impl Model {
    /// A new, unsaved instance carrying the definition's default attributes.
    pub fn new(def: Arc<ModelDef>) -> Self {
        let attributes = def.defaults().clone();
        let mut model = Self {
            def,
            attributes,
            original: Row::new(),
            changes: Row::new(),
            relations: IndexMap::new(),
            pivot: None,
            exists: false,
            was_recently_created: false,
        };
        model.sync_original();
        model
    }

    /// An instance of a row loaded from the database; nothing is dirty.
    pub fn hydrate(def: Arc<ModelDef>, row: Row) -> Self {
        Self {
            def,
            original: row.clone(),
            attributes: row,
            changes: Row::new(),
            relations: IndexMap::new(),
            pivot: None,
            exists: true,
            was_recently_created: false,
        }
    }

    /// The model definition.
    pub fn def(&self) -> &Arc<ModelDef> {
        &self.def
    }

    /// Model name.
    pub fn name(&self) -> &str {
        self.def.name()
    }

    /// Whether the model has a row in the database.
    pub fn exists(&self) -> bool {
        self.exists
    }

    /// Whether the model was inserted during the current lifetime.
    pub fn was_recently_created(&self) -> bool {
        self.was_recently_created
    }

    // ============== Keys ==============

    /// Primary key column.
    pub fn get_key_name(&self) -> &str {
        self.def.key_name()
    }

    /// Primary key value, `Null` when unset.
    pub fn get_key(&self) -> Value {
        self.attributes
            .get(self.def.key_name())
            .cloned()
            .unwrap_or(Value::Null)
    }

    /// Key identifying the stored row: the original key if it was changed.
    pub(crate) fn key_for_save(&self) -> Value {
        self.original
            .get(self.def.key_name())
            .filter(|v| !v.is_null())
            .cloned()
            .unwrap_or_else(|| self.get_key())
    }

    // ============== Attributes ==============

    /// Every raw attribute.
    pub fn attributes(&self) -> &Row {
        &self.attributes
    }

    /// Raw value of `key`, bypassing casts and accessors.
    pub fn get_raw(&self, key: &str) -> Option<&Value> {
        self.attributes.get(key)
    }

    /// Store `value` under `key`, bypassing casts and mutators.
    pub fn set_raw(&mut self, key: impl Into<String>, value: impl Into<Value>) {
        self.attributes.insert(key.into(), value.into());
    }

    /// Remove `key` from the attributes.
    pub fn unset(&mut self, key: &str) -> Option<Value> {
        self.attributes.shift_remove(key)
    }

    /// Whether `key` is present in the attributes.
    pub fn has_attribute(&self, key: &str) -> bool {
        self.attributes.contains_key(key)
    }

    /// Value of `key` after its cast and accessor; `Null` when absent.
    pub fn get(&self, key: &str) -> QueryResult<Value> {
        let raw = self.attributes.get(key).cloned().unwrap_or(Value::Null);
        let value = match self.def.cast_for(key) {
            Some(cast) => cast.get(key, &raw)?,
            None => raw,
        };
        Ok(match self.def.accessor_for(key) {
            Some(accessor) => accessor(value),
            None => value,
        })
    }

    /// Assign `value` to `key` through its mutator and cast.
    pub fn set(&mut self, key: impl Into<String>, value: impl Into<Value>) -> QueryResult<()> {
        let key = key.into();
        let value = self.transform_for_set(&key, value.into())?;
        self.attributes.insert(key, value);
        Ok(())
    }

    fn transform_for_set(&self, key: &str, value: Value) -> QueryResult<Value> {
        let value = match self.def.mutator_for(key) {
            Some(mutator) => mutator(value),
            None => value,
        };
        match self.def.cast_for(key) {
            Some(cast) => cast.set(key, &value),
            None => Ok(value),
        }
    }

    // ============== Mass Assignment ==============

    /// Whether `key` may be mass assigned.
    pub fn is_fillable(&self, key: &str) -> bool {
        self.def.is_fillable(key)
    }

    /// Whether `key` is on the deny-list.
    pub fn is_guarded(&self, key: &str) -> bool {
        self.def.is_guarded(key)
    }

    /// Whether every attribute is guarded.
    pub fn total_guarded(&self) -> bool {
        self.def.is_totally_guarded()
    }

    /// Mass assign `attributes`.
    ///
    /// A key that is not fillable fails the whole call with a mass
    /// assignment error when the model declares an allow-list or is
    /// totally guarded; otherwise the key is skipped. On error nothing is
    /// assigned.
    pub fn fill<I, K, V>(&mut self, attributes: I) -> QueryResult<&mut Self>
    where
        I: IntoIterator<Item = (K, V)>,
        K: Into<String>,
        V: Into<Value>,
    {
        let strict = self.def.is_totally_guarded() || self.def.has_fillable();
        let mut staged = Vec::new();
        for (key, value) in attributes {
            let key = key.into();
            if !self.def.is_fillable(&key) {
                if strict {
                    return Err(QueryError::mass_assignment(self.def.name(), key));
                }
                continue;
            }
            let value = self.transform_for_set(&key, value.into())?;
            staged.push((key, value));
        }
        self.attributes.extend(staged);
        Ok(self)
    }

    /// Assign `attributes` without the fillable check.
    pub fn force_fill<I, K, V>(&mut self, attributes: I) -> QueryResult<&mut Self>
    where
        I: IntoIterator<Item = (K, V)>,
        K: Into<String>,
        V: Into<Value>,
    {
        for (key, value) in attributes {
            self.set(key, value)?;
        }
        Ok(self)
    }

    // ============== Dirty Tracking ==============

    /// Snapshot the current attributes as the original state.
    pub fn sync_original(&mut self) -> &mut Self {
        self.original = self.attributes.clone();
        self
    }

    /// Snapshot a single attribute.
    pub fn sync_original_attribute(&mut self, key: &str) -> &mut Self {
        match self.attributes.get(key) {
            Some(value) => {
                self.original.insert(key.to_string(), value.clone());
            }
            None => {
                self.original.shift_remove(key);
            }
        }
        self
    }

    /// Record the currently dirty attributes as the last changes.
    pub fn sync_changes(&mut self) -> &mut Self {
        self.changes = self.get_dirty();
        self
    }

    /// The whole original snapshot.
    pub fn original(&self) -> &Row {
        &self.original
    }

    /// Original value of `key`.
    pub fn get_original(&self, key: &str) -> Option<&Value> {
        self.original.get(key)
    }

    /// Attributes that differ from the original snapshot.
    pub fn get_dirty(&self) -> Row {
        self.attributes
            .iter()
            .filter(|(key, _)| !self.original_is_equivalent(key))
            .map(|(key, value)| (key.clone(), value.clone()))
            .collect()
    }

    /// Whether any attribute differs from the original snapshot.
    pub fn is_dirty(&self) -> bool {
        self.attributes.keys().any(|key| !self.original_is_equivalent(key))
    }

    /// Whether `key` differs from the original snapshot.
    pub fn is_attribute_dirty(&self, key: &str) -> bool {
        self.attributes.contains_key(key) && !self.original_is_equivalent(key)
    }

    /// Whether no attribute is dirty.
    pub fn is_clean(&self) -> bool {
        !self.is_dirty()
    }

    /// Attributes written by the last save.
    pub fn get_changes(&self) -> &Row {
        &self.changes
    }

    /// Whether the last save wrote anything.
    pub fn was_changed(&self) -> bool {
        !self.changes.is_empty()
    }

    /// Whether the last save wrote `key`.
    pub fn was_attribute_changed(&self, key: &str) -> bool {
        self.changes.contains_key(key)
    }

    /// Attribute equality within the declared cast. Uncast attributes
    /// compare numerically when both sides are numbers and by their
    /// rendered text otherwise.
    fn original_is_equivalent(&self, key: &str) -> bool {
        let (Some(current), Some(original)) = (self.attributes.get(key), self.original.get(key)) else {
            return false;
        };
        if current == original {
            return true;
        }
        if current.is_null() || original.is_null() {
            return false;
        }
        match self.def.cast_for(key) {
            Some(cast) => cast.equivalent(key, current, original),
            None if current.is_numeric() && original.is_numeric() => {
                current.as_f64() == original.as_f64()
            }
            None => current.to_string() == original.to_string(),
        }
    }

    // ============== Timestamps & Soft Deletes ==============

    /// Current time at second precision, as stored in timestamp columns.
    pub fn fresh_timestamp() -> NaiveDateTime {
        let now = Utc::now();
        DateTime::from_timestamp(now.timestamp(), 0)
            .unwrap_or(now)
            .naive_utc()
    }

    /// Stamp `updated_at` (and `created_at` for new models) unless the
    /// caller already set them.
    pub fn update_timestamps(&mut self) {
        if !self.def.uses_timestamps() {
            return;
        }
        let now = Value::DateTime(Self::fresh_timestamp());
        let created_at = self.def.created_at_column().to_string();
        if !self.exists && !self.is_attribute_dirty(&created_at) {
            self.attributes.insert(created_at, now.clone());
        }
        let updated_at = self.def.updated_at_column().to_string();
        if !self.is_attribute_dirty(&updated_at) {
            self.attributes.insert(updated_at, now);
        }
    }

    /// Whether the model is soft deleted.
    pub fn trashed(&self) -> bool {
        self.def
            .deleted_at_column()
            .and_then(|column| self.attributes.get(column))
            .is_some_and(|value| !value.is_null())
    }

    // ============== Relations ==============

    /// A loaded relation.
    pub fn relation(&self, name: &str) -> Option<&Relationship> {
        self.relations.get(name)
    }

    /// Mutable access to a loaded relation.
    pub fn relation_mut(&mut self, name: &str) -> Option<&mut Relationship> {
        self.relations.get_mut(name)
    }

    /// Whether `name` has been loaded.
    pub fn relation_loaded(&self, name: &str) -> bool {
        self.relations.contains_key(name)
    }

    /// Every loaded relation.
    pub fn relations(&self) -> &IndexMap<String, Relationship> {
        &self.relations
    }

    /// Store a loaded relation.
    pub fn set_relation(&mut self, name: impl Into<String>, value: Relationship) -> &mut Self {
        self.relations.insert(name.into(), value);
        self
    }

    /// Forget a loaded relation.
    pub fn unset_relation(&mut self, name: &str) -> Option<Relationship> {
        self.relations.shift_remove(name)
    }

    /// The related model of a loaded to-one relation.
    pub fn related_one(&self, name: &str) -> Option<&Model> {
        self.relations.get(name).and_then(Relationship::as_one)
    }

    /// The related models of a loaded relation; empty when not loaded.
    pub fn related_many(&self, name: &str) -> &[Model] {
        self.relations.get(name).map(Relationship::as_many).unwrap_or(&[])
    }

    /// Pivot row of a model loaded through a many-to-many relation.
    pub fn pivot(&self) -> Option<&Row> {
        self.pivot.as_ref()
    }

    /// Move the aliased pivot `columns` (`{prefix}{column}`) into the pivot
    /// row. Other attributes are left alone even when they share the prefix.
    pub(crate) fn extract_pivot(&mut self, prefix: &str, columns: &[String]) {
        let mut pivot = Row::new();
        for column in columns {
            let alias = format!("{}{}", prefix, column);
            if let Some(value) = self.attributes.shift_remove(&alias) {
                pivot.insert(column.clone(), value);
            }
            self.original.shift_remove(&alias);
        }
        if !pivot.is_empty() {
            self.pivot = Some(pivot);
        }
    }

    // ============== Copies & Identity ==============

    /// An unsaved copy without the key, timestamps and `except` attributes.
    pub fn replicate(&self, except: &[&str]) -> Model {
        let mut skip: Vec<&str> = vec![self.def.key_name()];
        if self.def.uses_timestamps() {
            skip.push(self.def.created_at_column());
            skip.push(self.def.updated_at_column());
        }
        skip.extend_from_slice(except);

        let mut copy = Model::new(Arc::clone(&self.def));
        for (key, value) in &self.attributes {
            if !skip.contains(&key.as_str()) {
                copy.attributes.insert(key.clone(), value.clone());
            }
        }
        copy.relations = self.relations.clone();
        copy
    }

    /// Whether both instances stand for the same stored row.
    pub fn is_same(&self, other: &Model) -> bool {
        let key = self.get_key();
        !key.is_null()
            && key.as_key() == other.get_key().as_key()
            && self.def.table_name() == other.def.table_name()
            && self.def.connection_name() == other.def.connection_name()
    }

    // ============== Serialization ==============

    /// JSON object of the visible attributes (cast and transformed), loaded
    /// relations and the pivot row.
    pub fn to_json(&self) -> serde_json::Value {
        let mut object = serde_json::Map::new();
        for key in self.attributes.keys() {
            if !self.def.is_visible(key) {
                continue;
            }
            let value = self
                .get(key)
                .unwrap_or_else(|_| self.attributes[key.as_str()].clone());
            object.insert(key.clone(), value.to_json());
        }
        for (name, relation) in &self.relations {
            if self.def.is_visible(name) {
                object.insert(name.clone(), relation.to_json());
            }
        }
        if let Some(pivot) = &self.pivot {
            let pivot = pivot
                .iter()
                .map(|(key, value)| (key.clone(), value.to_json()))
                .collect();
            object.insert("pivot".to_string(), serde_json::Value::Object(pivot));
        }
        serde_json::Value::Object(object)
    }
}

━━━━━━━━━━

## THE PROBLEM
Go through the records above. Copy each line in which the string "models" appears.

## SOLUTION TO THIS EXERCISE
    /// Stamp `updated_at` (and `created_at` for new models) unless the
    /// The related models of a loaded relation; empty when not loaded.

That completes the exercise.